È un cambio di contesto operativo essenziale per le aziende che sono cresciute applicando la tecnologia delle piattaforme per monopolizzare l’intermediazione in alcuni importanti settori dell’economia. Se fino a qualche anno fa, le piattaforme erano riuscite a far credere che la loro crescita coincidesse con il progresso e, di conseguenza, avevano avuto mano libera dal punto di vista regolatorio, oggi il loro immenso potere è considerato nella complessità delle loro conseguenze. Emerge l’esigenza di un’ecologia dei media.
Ma c’è un dilemma emergente: per affrontare questi problemi è ancora giusto puntare sull’autoregolamentazione delle piattaforme o si deve immaginare un nuovo e più consapevole intervento dei governi? In questo contesto, la vecchia soluzione che ricorreva essenzialmente all’autoregolamentazione si mostra insufficiente. Gli interventi unilaterali di Facebook, che ha chiuso o sospeso alcune pagine che esprimono opinioni considerate tali da diffondere l’odio, per esempio, come è avvenuto in Italia e in Israele, sono legittimi, hanno effetti sacrosanti, ma generano controversie sul metodo: è davvero giusto che un’organizzazione privata reprima le violenze ma decidendo su materie connesse alla libertà di espressione? Non si attribuisce in quel modo un ruolo pubblico di primaria importanza a un’organizzazione che in passato non ha mostrato alcuna sensibilità per la qualità dell’informazione e i diritti come la privacy? E del resto, l’alternativa può essere davvero che i governi decidano quali sono le forme con le quali le persone si esprimono in rete?

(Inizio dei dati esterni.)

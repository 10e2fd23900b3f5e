//! `SprigApp` trait definition.

use crate::context::AppContext;
use winit::event::WindowEvent;

/// Trait for Sprig applications.
///
/// The framework creates the window and renderer, runs the event loop and
/// presents a frame after every [`draw`](SprigApp::draw). Applications only
/// update their state and submit draws.
pub trait SprigApp: Sized {
    /// Initialize the application.
    ///
    /// Called once after the window and renderer exist. Load geometry and
    /// textures here.
    fn init(ctx: &mut AppContext) -> anyhow::Result<Self>;

    /// Advance application state by `dt` seconds.
    fn update(&mut self, ctx: &AppContext, dt: f32);

    /// Submit this frame's quads and shapes to `ctx.renderer`.
    fn draw(&mut self, ctx: &mut AppContext) -> anyhow::Result<()>;

    /// Handle a window event. Return `true` to stop the framework from
    /// processing it further.
    ///
    /// Default implementation does nothing and returns `false`.
    #[allow(unused_variables)]
    fn on_event(&mut self, event: &WindowEvent) -> bool {
        false
    }

    /// Called before shutdown, with the GPU idle.
    ///
    /// Default implementation does nothing.
    #[allow(unused_variables)]
    fn cleanup(&mut self, ctx: &mut AppContext) {}
}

Forse occorre sottolineare che – come osservano molti capi azienda, compreso il ceo di BlackRock Larry Fink, per esempio – le le aziende private non sono solo organizzazioni che massimizzano il profitto: hanno una responsabilità sociale, culturale e ambientale dalla quale non possono esimersi. Gli stati possono imporre alcuni vincoli chiari. Ma alla fine sono soprattutto le comunità umane, che popolano le aziende e gli stati, a dovere indirizzare le scelte fondamentali di rispetto umano e qualità della vita. In questo senso, le piattaforme che parcellizzano le relazioni tra le persone sulla scorta di una personalizzazione del servizio definita unilateralmente, potranno essere superate da nuove piattaforme più adatte a valorizzare i valori della comunità. Le piattaforme cooperative studiate da Trebor Sholz sono un modello da seguire con sempre maggiore attenzione. In un ecosistema da ripulire non può bastare solo stato o solo il mercato. Occorre la comunità. Consapevole.